İyi, evcimen erkekler, hanımlarını kollarına takar, mağazaları, dükkânları dolaşır, evlerine ne güzel eşya alırlar. Eve her gün yeni bir eşyanın müjdesiyle gelirler. Beğenilmeyen eşyayı yenisiyle değiştirirler. Bizimkilerin (!) ise bu taraklarda bezi yoktur. Hiç ilgilenmezler bile. Tahta sandalye versen, onda; yer minderi göstersen onda otururlar. Karyolada da yatarlar, yer yatağında da. Perdeler basma da olsa olur, tül de. Çay takımı var veya yok, gam değil! Kahvaltıda önlerine bir bardak çay gelirse cana minnet. Alışverişten anlamaz, hele hanımla çıkıp da mobilyacı, bezzaz, zücaciyeci, tuhafiyeci, bilmem ne diye dolaşmaktan hiç hazzetmezler. “Dava”dır, “milliyetçiliktir”, tutturmuş giderler… Ve hanımlarına konuşurlar: “Şu evin haline bak, çingene çadırı gibi. Bir gelen olsa… El âlem, vs.” ve en üst perdeden, en haklı tavırlar: “ Sen daha kendi evinin meselelerini halledemiyor, evine dört koltuk alamıyorsun. Vatan kurtarmak kim, sen kim? Marifetin varsa, önce bizi kalkındır!” Bunlar lafız haline gelmese de mutlaka böyle düşünülür.

Sahibesi olduğu bir evde oturmak da etrafça en haklı bulunan bir arzularıdır. Erkeklerinden bu hususta projeler, tasarılar, tasarruflar beklerler. Bizim fukaraların hayallerini de üç beş kuruş bulup bir gazete, mecmua çıkarmak süsler. Ve evde yeni bir fasıl da bu yüzden açılır. Ne derece mesuliyetsiz, çocuklarının istikbalini düşünmeyen insanlar oldukları destan destan izah ve ilan edilir.
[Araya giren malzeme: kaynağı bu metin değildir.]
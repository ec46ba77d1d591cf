use thiserror::Error;

// Reasons a dice session refuses an action. The session is left untouched
// whenever one of these is returned.
#[derive(Debug, Error, PartialEq, Eq)]
pub enum DiceError {
    #[error("No dice in the pool")]
    EmptyPool, // Roll requested with every count at zero.

    #[error("A roll is already in progress")]
    RollInProgress, // Roll or push before the previous one settled.

    #[error("No die can be pushed")]
    NothingToPush, // Every die is locked at 1 or 6, or already pushed.

    #[error("Too many dice in the pool: {0}")]
    PoolTooLarge(u32),
}

// Errors raised by the persistence collaborator.
#[derive(Debug, Error)]
pub enum StorageError {
    #[error("IO error: {0}")]
    Io(#[from] std::io::Error),

    #[error("Serialization error: {0}")]
    Serialization(#[from] serde_json::Error),

    #[error("Invalid storage key: {0}")]
    InvalidKey(String),
}

// Top level errors for the terminal front end.
#[derive(Debug, Error)]
pub enum AppError {
    #[error("Dice error: {0}")]
    Dice(#[from] DiceError),

    #[error("Storage error: {0}")]
    Storage(#[from] StorageError),

    #[error("IO error: {0}")]
    IO(#[from] std::io::Error),

    #[error("Logger error: {0}")]
    SetLogger(#[from] log::SetLoggerError),

    #[error("Unknown skill: {0}")]
    UnknownSkill(String),
}
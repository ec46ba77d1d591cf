// Key/value persistence used for roll history and the character sheet.
use crate::error::StorageError;
use std::collections::HashMap;
use std::fs::{create_dir_all, read_to_string, remove_file, write};
use std::path::{Path, PathBuf};

// Minimal string store. Values are opaque JSON text.
pub trait Storage {
    fn get(&self, key: &str) -> Result<Option<String>, StorageError>;
    fn set(&mut self, key: &str, value: &str) -> Result<(), StorageError>;
    fn remove(&mut self, key: &str) -> Result<(), StorageError>;
}

// In-memory store, used by tests and by sessions that should not persist.
#[derive(Debug, Clone, Default)]
pub struct MemoryStorage {
    values: HashMap<String, String>,
}

impl MemoryStorage {
    pub fn new() -> Self {
        Self::default()
    }
}

impl Storage for MemoryStorage {
    fn get(&self, key: &str) -> Result<Option<String>, StorageError> {
        Ok(self.values.get(key).cloned())
    }

    fn set(&mut self, key: &str, value: &str) -> Result<(), StorageError> {
        self.values.insert(key.to_string(), value.to_string());
        Ok(())
    }

    fn remove(&mut self, key: &str) -> Result<(), StorageError> {
        self.values.remove(key);
        Ok(())
    }
}

// One `<key>.json` file per key under a directory.
#[derive(Debug, Clone)]
pub struct FileStorage {
    dir: PathBuf,
}

impl FileStorage {
    pub fn new(dir: impl Into<PathBuf>) -> Self {
        Self { dir: dir.into() }
    }

    pub fn dir(&self) -> &Path {
        &self.dir
    }

    // Keys become file names, so only a safe alphabet is accepted.
    fn path_for(&self, key: &str) -> Result<PathBuf, StorageError> {
        let valid = !key.is_empty()
            && key
                .chars()
                .all(|c| c.is_ascii_alphanumeric() || c == '-' || c == '_');
        if !valid {
            return Err(StorageError::InvalidKey(key.to_string()));
        }
        Ok(self.dir.join(format!("{}.json", key)))
    }
}

impl Storage for FileStorage {
    fn get(&self, key: &str) -> Result<Option<String>, StorageError> {
        let path = self.path_for(key)?;
        if !path.exists() {
            return Ok(None);
        }
        Ok(Some(read_to_string(path)?))
    }

    fn set(&mut self, key: &str, value: &str) -> Result<(), StorageError> {
        let path = self.path_for(key)?;
        create_dir_all(&self.dir)?; // Ensure the data directory exists.
        write(path, value)?;
        Ok(())
    }

    fn remove(&mut self, key: &str) -> Result<(), StorageError> {
        let path = self.path_for(key)?;
        if path.exists() {
            remove_file(path)?;
        }
        Ok(())
    }
}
Milliyetçiler maddi bakımdan genel olarak dar gelirli, daha doğrusunu söylemeli, iyice fakirdirler. Bu fakir bütçeden aslında çok mütevazı, fakat dar aile bütçesinde dikkati çeken muayyen miktarlar, “davasal” işlere ayrılır ve sarf edilir. Üstelik bir de beyler, zengin olmak, çok para kazanmak gibi tasarılara karşı çıkarlar. Bu yollu hayalleri reddederler. Toto oynamaz, piyango bileti bile almazlar. Hanımlar bunu “çoluğun çocuğun rızkından kesip lüzumsuz yerlere harcamak ve son kısmı da “ilkel bir inat” olarak değerlendirir ve ifadelendirirler.

Herkes eline geçen fırsatları değerlendirir. Amirleri, patronlarıyla iyi geçinerek kazancını artırmaya bakar. Bizimkiler ise idealizm adına çok kere patron ve idarecileriyle kavgalıdırlar. Fırsatçılıktan nefret ederler. Kaskatı bir doğruluk güderek gayet karlı pozisyonları elden kaçırırlar. Oysa bir kere hanımlarının dediğini dinleseler…

Sonra, hanımlara göre beyler, milliyetçilik falan diyerek bal gibi siyasetle uğraşmakta, onu bunu tenkit etmektedirler. Hatta bazen bu tenkitlerin ucu siyasi iktidarlara kadar ulaşır. Bu ihtiyatsızlıktan başka bir şey değildir. Bile bile hayat ve istikbalini, lüzumsuz şeyler uğruna tehlikelere atmaktır.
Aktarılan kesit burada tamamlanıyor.